Entrepreneurs Unplugged hosts intimate gatherings where entrepreneurs can learn valuable lessons from real world experiences. By keeping the crowd small and the venues cozy, hosts Stella Fayman and Tim Jahn encourage speakers to share personal details from their professional history.

On Tuesday night Entrepreneurs Unplugged invited the founders of SitterCity, Power2Switch and Belly to share their tips for building a disruptive startup. The three founders explained how they came up with their initial ideas, solved customer problems and built a successful company that breaks the rules of an outdated industry while truly disrupting the market.

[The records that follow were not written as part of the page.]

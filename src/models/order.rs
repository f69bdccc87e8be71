//! Order domain model
//!
//! [`Order`] is the strongly-typed record that travels from the generator,
//! through the log, into the store. All money is [`Decimal`]; it is written to
//! JSON as its decimal text and read back exactly via
//! [`parse_decimal`](super::validation::parse_decimal).

use chrono::{DateTime, Utc};
use rust_decimal::{Decimal, RoundingStrategy};
use serde::{Serialize, Serializer};
use serde_json::value::RawValue;
use serde_json::{Map, Value};

use super::error::{ValidationError, ValidationErrorKind, ValidationResult};
use super::validation::{
    is_valid_order_id, parse_decimal, require_positive_decimal, require_string,
    validate_timestamp_field,
};

/// Round a monetary amount to cents, half away from zero
pub fn round_money(amount: Decimal) -> Decimal {
    amount.round_dp_with_strategy(2, RoundingStrategy::MidpointAwayFromZero)
}

/// Write an amount as a JSON number carrying its exact decimal digits
fn serialize_money<S: Serializer>(amount: &Decimal, serializer: S) -> Result<S::Ok, S::Error> {
    RawValue::from_string(amount.normalize().to_string())
        .map_err(serde::ser::Error::custom)?
        .serialize(serializer)
}

/// Sum of line subtotals, `None` if it overflows
fn sum_subtotals(items: &[LineItem]) -> Option<Decimal> {
    items
        .iter()
        .try_fold(Decimal::ZERO, |total, item| total.checked_add(item.subtotal))
}

/// Lifecycle status of an order
#[derive(Debug, Clone, Copy, PartialEq, Eq, Serialize)]
#[serde(rename_all = "lowercase")]
pub enum OrderStatus {
    Pending,
    Processing,
    Completed,
    Failed,
}

impl OrderStatus {
    /// Parse a status from its wire representation
    pub fn parse(s: &str) -> ValidationResult<Self> {
        match s {
            "pending" => Ok(OrderStatus::Pending),
            "processing" => Ok(OrderStatus::Processing),
            "completed" => Ok(OrderStatus::Completed),
            "failed" => Ok(OrderStatus::Failed),
            _ => Err(ValidationError::with_context(
                ValidationErrorKind::InvalidStatus,
                "status",
                format!("Unknown order status: {}", s),
            )),
        }
    }

    pub fn as_str(&self) -> &'static str {
        match self {
            OrderStatus::Pending => "pending",
            OrderStatus::Processing => "processing",
            OrderStatus::Completed => "completed",
            OrderStatus::Failed => "failed",
        }
    }
}

impl std::fmt::Display for OrderStatus {
    fn fmt(&self, f: &mut std::fmt::Formatter<'_>) -> std::fmt::Result {
        f.write_str(self.as_str())
    }
}

/// One line of an order
#[derive(Debug, Clone, PartialEq, Serialize)]
pub struct LineItem {
    #[serde(skip_serializing_if = "Option::is_none")]
    pub item_id: Option<String>,
    pub name: String,
    pub quantity: u32,
    #[serde(rename = "price", serialize_with = "serialize_money")]
    pub unit_price: Decimal,
    #[serde(serialize_with = "serialize_money")]
    pub subtotal: Decimal,
}

impl LineItem {
    /// Build a line item, deriving the subtotal from quantity and price
    ///
    /// For trusted, bounded inputs such as the menu; panics if
    /// `unit_price * quantity` overflows [`Decimal`]. Untrusted input goes
    /// through [`LineItem::from_value`].
    pub fn new(
        item_id: impl Into<String>,
        name: impl Into<String>,
        quantity: u32,
        unit_price: Decimal,
    ) -> Self {
        Self {
            item_id: Some(item_id.into()),
            name: name.into(),
            quantity,
            unit_price,
            subtotal: round_money(unit_price * Decimal::from(quantity)),
        }
    }

    /// Parse the line item at position `index` of an `items` array
    pub fn from_value(value: &Value, index: usize) -> ValidationResult<Self> {
        let field = format!("items[{}]", index);
        let raw = value.as_object().ok_or_else(|| {
            ValidationError::with_context(
                ValidationErrorKind::InvalidField,
                field.clone(),
                "line item must be an object",
            )
        })?;

        let name = require_string(raw, "name").map_err(|e| nest(e, &field))?;
        let item_id = match raw.get("item_id") {
            None | Some(Value::Null) => None,
            Some(_) => Some(require_string(raw, "item_id").map_err(|e| nest(e, &field))?),
        };

        let quantity = raw
            .get("quantity")
            .and_then(Value::as_u64)
            .filter(|q| *q > 0)
            .and_then(|q| u32::try_from(q).ok())
            .ok_or_else(|| {
                ValidationError::with_context(
                    ValidationErrorKind::InvalidField,
                    format!("{}.quantity", field),
                    "quantity must be a positive integer",
                )
            })?;

        let price_key = if raw.contains_key("price") {
            "price"
        } else {
            "unit_price"
        };
        let unit_price = require_positive_decimal(raw, price_key).map_err(|e| nest(e, &field))?;
        let expected = unit_price
            .checked_mul(Decimal::from(quantity))
            .map(round_money)
            .ok_or_else(|| {
                ValidationError::with_context(
                    ValidationErrorKind::InvalidField,
                    format!("{}.{}", field, price_key),
                    format!("{} x {} is out of range", quantity, unit_price),
                )
            })?;

        let subtotal = match raw.get("subtotal") {
            None | Some(Value::Null) => expected,
            Some(value) => {
                let given = parse_decimal(value).ok_or_else(|| {
                    ValidationError::with_context(
                        ValidationErrorKind::InvalidField,
                        format!("{}.subtotal", field),
                        "subtotal must be a number",
                    )
                })?;
                if given != expected {
                    return Err(ValidationError::with_context(
                        ValidationErrorKind::InconsistentAmount,
                        format!("{}.subtotal", field),
                        format!("expected {} for {} x {}, got {}", expected, quantity, unit_price, given),
                    ));
                }
                expected
            },
        };

        Ok(Self {
            item_id,
            name,
            quantity,
            unit_price,
            subtotal,
        })
    }
}

fn nest(mut error: ValidationError, parent: &str) -> ValidationError {
    error.field = format!("{}.{}", parent, error.field);
    error
}

/// An order event, immutable once constructed
#[derive(Debug, Clone, PartialEq, Serialize)]
pub struct Order {
    pub order_id: String,
    pub customer_id: String,
    pub customer_name: String,
    pub customer_email: String,
    pub items: Vec<LineItem>,
    #[serde(serialize_with = "serialize_money")]
    pub total_amount: Decimal,
    pub status: OrderStatus,
    pub created_at: DateTime<Utc>,
}

impl Order {
    /// Build a new pending order, deriving the total from the items
    ///
    /// Panics if the subtotals overflow [`Decimal`] when summed; items built
    /// with [`LineItem::new`] from menu prices never do.
    pub fn new(
        order_id: impl Into<String>,
        customer_id: impl Into<String>,
        customer_name: impl Into<String>,
        customer_email: impl Into<String>,
        items: Vec<LineItem>,
        created_at: DateTime<Utc>,
    ) -> Self {
        let total_amount = round_money(items.iter().map(|item| item.subtotal).sum());

        Self {
            order_id: order_id.into(),
            customer_id: customer_id.into(),
            customer_name: customer_name.into(),
            customer_email: customer_email.into(),
            items,
            total_amount,
            status: OrderStatus::Pending,
            created_at,
        }
    }

    /// Convert a validated payload into an order
    ///
    /// Callers run [`validate`](super::validation::validate) first; this
    /// performs the typed conversion and checks the monetary invariants.
    pub fn from_payload(raw: &Map<String, Value>) -> ValidationResult<Self> {
        let order_id = require_string(raw, "order_id")?;
        if !is_valid_order_id(&order_id) {
            return Err(ValidationError::with_context(
                ValidationErrorKind::InvalidOrderId,
                "order_id",
                format!("'{}' does not match ORD-<yyyymmdd>-<sequence>", order_id),
            ));
        }

        let customer_id = require_string(raw, "customer_id")?;
        let customer_name = require_string(raw, "customer_name")?;
        let customer_email = require_string(raw, "customer_email")?;

        let items = match raw.get("items") {
            Some(Value::Array(values)) if !values.is_empty() => values
                .iter()
                .enumerate()
                .map(|(index, value)| LineItem::from_value(value, index))
                .collect::<ValidationResult<Vec<_>>>()?,
            _ => {
                return Err(ValidationError::new(
                    ValidationErrorKind::EmptyItems,
                    "items",
                ))
            },
        };

        let total_amount = require_positive_decimal(raw, "total_amount")?;
        let expected_total = sum_subtotals(&items).map(round_money).ok_or_else(|| {
            ValidationError::with_context(
                ValidationErrorKind::InconsistentAmount,
                "total_amount",
                "sum of item subtotals is out of range",
            )
        })?;
        if total_amount != expected_total {
            return Err(ValidationError::with_context(
                ValidationErrorKind::InconsistentAmount,
                "total_amount",
                format!("expected {}, got {}", expected_total, total_amount),
            ));
        }

        let status = OrderStatus::parse(&require_string(raw, "status")?)?;
        let created_at =
            validate_timestamp_field(&require_string(raw, "created_at")?, "created_at")?;

        Ok(Self {
            order_id,
            customer_id,
            customer_name,
            customer_email,
            items,
            total_amount: expected_total,
            status,
            created_at,
        })
    }

    /// Serialize to the JSON wire format
    pub fn to_json_bytes(&self) -> serde_json::Result<Vec<u8>> {
        serde_json::to_vec(self)
    }

    /// Partition key: the customer id bytes
    pub fn partition_key(&self) -> &[u8] {
        self.customer_id.as_bytes()
    }

    /// Number of line items
    pub fn item_count(&self) -> usize {
        self.items.len()
    }
}

impl std::fmt::Display for Order {
    fn fmt(&self, f: &mut std::fmt::Formatter<'_>) -> std::fmt::Result {
        write!(
            f,
            "Order {} - {} - ${}",
            self.order_id, self.customer_id, self.total_amount
        )
    }
}

/// An order as persisted, with the store-assigned write time
#[derive(Debug, Clone, PartialEq)]
pub struct StoredOrder {
    pub order: Order,
    pub processed_at: DateTime<Utc>,
}

impl StoredOrder {
    /// Time between order creation and the store write
    pub fn pipeline_latency(&self) -> chrono::Duration {
        self.processed_at - self.order.created_at
    }
}

/// Builder for creating test orders
#[cfg(test)]
pub struct OrderBuilder {
    order_id: String,
    customer_id: String,
    items: Vec<LineItem>,
}

#[cfg(test)]
impl OrderBuilder {
    pub fn new() -> Self {
        Self {
            order_id: "ORD-20250110-00001".to_string(),
            customer_id: "CUST-00001".to_string(),
            items: vec![LineItem::new("ITEM-001", "Classic Burger", 2, Decimal::new(899, 2))],
        }
    }

    pub fn order_id(mut self, order_id: &str) -> Self {
        self.order_id = order_id.to_string();
        self
    }

    pub fn customer_id(mut self, customer_id: &str) -> Self {
        self.customer_id = customer_id.to_string();
        self
    }

    pub fn item(mut self, name: &str, quantity: u32, price: Decimal) -> Self {
        let id = format!("ITEM-{:03}", self.items.len() + 1);
        self.items.push(LineItem::new(id, name, quantity, price));
        self
    }

    pub fn build(self) -> Order {
        Order::new(
            self.order_id,
            self.customer_id,
            "Ada Lovelace",
            "ada.lovelace.1@example.com",
            self.items,
            Utc::now(),
        )
    }
}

Here are the nine steps they suggest to achieve similar disruptive startup success:

1. Get an idea
All great disruptive ideas come from something that pisses you off or inconveniences you. To turn this idea into a business you must dare to question the basic principles that are seemingly set in stone. To be a true disrupter you also need to be an inventor. “Combining various different models into something new that works leads to large scale disruption. SitterCity was essentially Match.com for parents and caregivers with a little bit on Monster.com thrown in,” said Genevieve Thiers, Co-Founder of SitterCity.

2. Identify and solve the problem
You don’t always have to build the future to be disruptive; you can improve on what is already there. “It’s not like I had some spark of genius–people tell me every single day I had this idea before you. It is not that innovate but it doesn’t matter because no one had done it,” said Logan LaHive, CEO and Founder of Belly. After nailing down the problem he wanted to solve, he set about bringing the idea to life. “I went straight to the source, talking to business owners and customers to find out their problems and what they care about,” LaHive said.

4. Be prepared to hear ‘No’
“If you want to do something a bit different you will have to stick to your guns. Passion will be the only thing that will get you through the early days when everyone is saying no,” said Seyi Fabode, Co-Founder and CEO of Power2Switch. Success means taking the role of an evangelist, spending time teaching those around you the benefits of your idea and working to build up a level of trust. Sometimes this must be done on an individual basis. “Most disrupters do not see any difference between marketing to whole groups of people and converting the one person that is currently in front of them,” Thiers added.

5. Sell to get traction
In order to build something you have to be able to sell, a skill LaHive deems under-valued in today’s marketplace. Selling leads to traction, which ultimately leads to funding. You don’t need a business or a marketing plan to sell your product: simply go to the source and find out what changes need to be made so they will buy your product. “Marketing and PR are just fluff unless someone will pay for what you are making,” LaHive said.

6. Secure capital fast
The minute you have a breakthrough you will be copied. To make sure a competitor doesn’t capitalize on your hard work as an inventor and evangelist you need to line up VC funding before this breakthrough happens. Because disruptive companies cannot initially live off what they make from customers you also need to have a healthy Internet monetization model. Thiers recommends having three unique revenue drivers because, just like the economy, the success of the individual models will reshuffle every 8-12 years. “SitterCity is a combination of subscription, lead generation and advertising,” she said.

7. Make values a priority
Expanding your team can bring a breadth of new ideas and increased focus to your company if you stay value-driven during the hiring process. “Find people who think differently but share your values,” Fabode said. In his experience, being clear about your values from the early days will serve you immensely. Hiring different people will help in crafting a diverse team, allowing you to put a unique spin on an outdated industry ripe for disruption.

8. Listen to negative customer reviews
You will see the future through the mouths of your customers and the more you listen to them the more you can help solve their problems. “Bad customers will always have better information for you. It’s the bad ones that you really want to try and understand—that’s where the insights will come from,” Fabode said. All customers have a need and it’s your job to find a way to fill it. By engaging with your customers, building trust and choosing to work with companies that you believe will provide customers with good value is key when building a successful startup.

9. Be constantly disrupting
“If you are a true disrupter you are constantly disrupting your own disruption,” Thiers said. By nature, disruption has to come from an outside source. Because of this, more and more companies are creating their own competition, a reality that is sure to boost the growth of outdated industry.